The Ministry of Planning and Economic Affairs (MPEA) responsible for intersectoral coordination for s the development of policies, plans and programs for the economic, financial, social, cultural and physical development of Liberia. In fulfilling its various duties it serves as the direct link between implementing Ministries/Agencies, NGOs, private voluntary organizations, and the international community. Coordination occurs at the national, sectoral and regional planning levels and also involves the implementation of cross-cutting initiatives.
Other governmental institutions with environment-related responsibilities include the Ministry of Public Works (MoPW) and the Ministry of Health and Social Welfare (MoSW).
Management at Local Level
Statutory Management Practices In support of the establishment of the EPA, the EPA Act (GoL, 2003a) also established County and District Level environmental committees, responsible for the local delivery of national environmental policy and priorities. In a move towards a more bottom up approach, a key function of the committees is to articulate local level environmental issues to the EPA who in turn are charged with formulating and passing on a relevant response for local level implementation.

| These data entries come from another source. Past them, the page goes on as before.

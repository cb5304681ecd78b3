/// Errors that can occur in reader transport operations.
#[derive(Debug, thiserror::Error)]
pub enum TransportError {
    /// A write or read was attempted while no device is connected.
    #[error("transport is not open")]
    NotOpen,

    /// The requested device is not present.
    #[error("device not found: {0}")]
    DeviceNotFound(String),

    /// Failed to open the specified device.
    #[error("failed to connect to {device}: {source}")]
    Connect {
        device: String,
        source: std::io::Error,
    },

    /// Enumerating attached devices failed.
    #[error("device enumeration failed: {0}")]
    Enumerate(String),

    /// An I/O error occurred on the open connection.
    #[error("transport I/O error: {0}")]
    Io(#[from] std::io::Error),

    /// The device was removed while the connection was open.
    #[error("device removed: {0}")]
    DeviceRemoved(String),
}

#[cfg(feature = "serial")]
impl From<serialport::Error> for TransportError {
    fn from(err: serialport::Error) -> Self {
        TransportError::Io(err.into())
    }
}

pub type Result<T> = std::result::Result<T, TransportError>;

In addition, under Section 20 and 21 of the EPA Act (GoL, 2003a), the EPA is mandated to appoint environmental inspectors within districts to monitor the implementation of environmental standards as established under the EPML (GoL, 2003b). The power of these inspectors is wide ranging and includes the provision to close “any manufacturing plant, establishment or other activity which pollutes or is likely to pollute the environment, contrary to the provisions of the Act” (GoL, 2003a).
Traditional Management Practices Local level resource management is implemented through traditional systems and practices. At the lowest level of local administration, power and decision-making is in the hands of traditional tribal authorities. The highest rank is that of Paramount Chief who is responsible for the actions of a number of Clan Chiefs. The Paramount Chief is elected by the chiefs and elders but serves at the discretion of the President, who may veto the election. The Council of Elders (elderly, respected community members) must be consulted on important matters. The Paramount Chief has responsibility for enforcement of tribal customs, aspects of law and order, collection of taxes by lower rank chiefs, and promotion of agriculture, industries, trade and welfare.
It is difficult to judge the power of the chiefs, who remain strongly influenced by the secret societies (Poro/Sande) in relation to observance of tribal customs. Chiefs are not government employees, but retain a portion of taxes for their services and for local projects. Traditionally, their power is largely determined by their control (not ownership) of land. The interactions between the State and its institutions with the traditional tribal institutions and practices are regulated by the Hinterland Laws 1949 (GoL, 1949).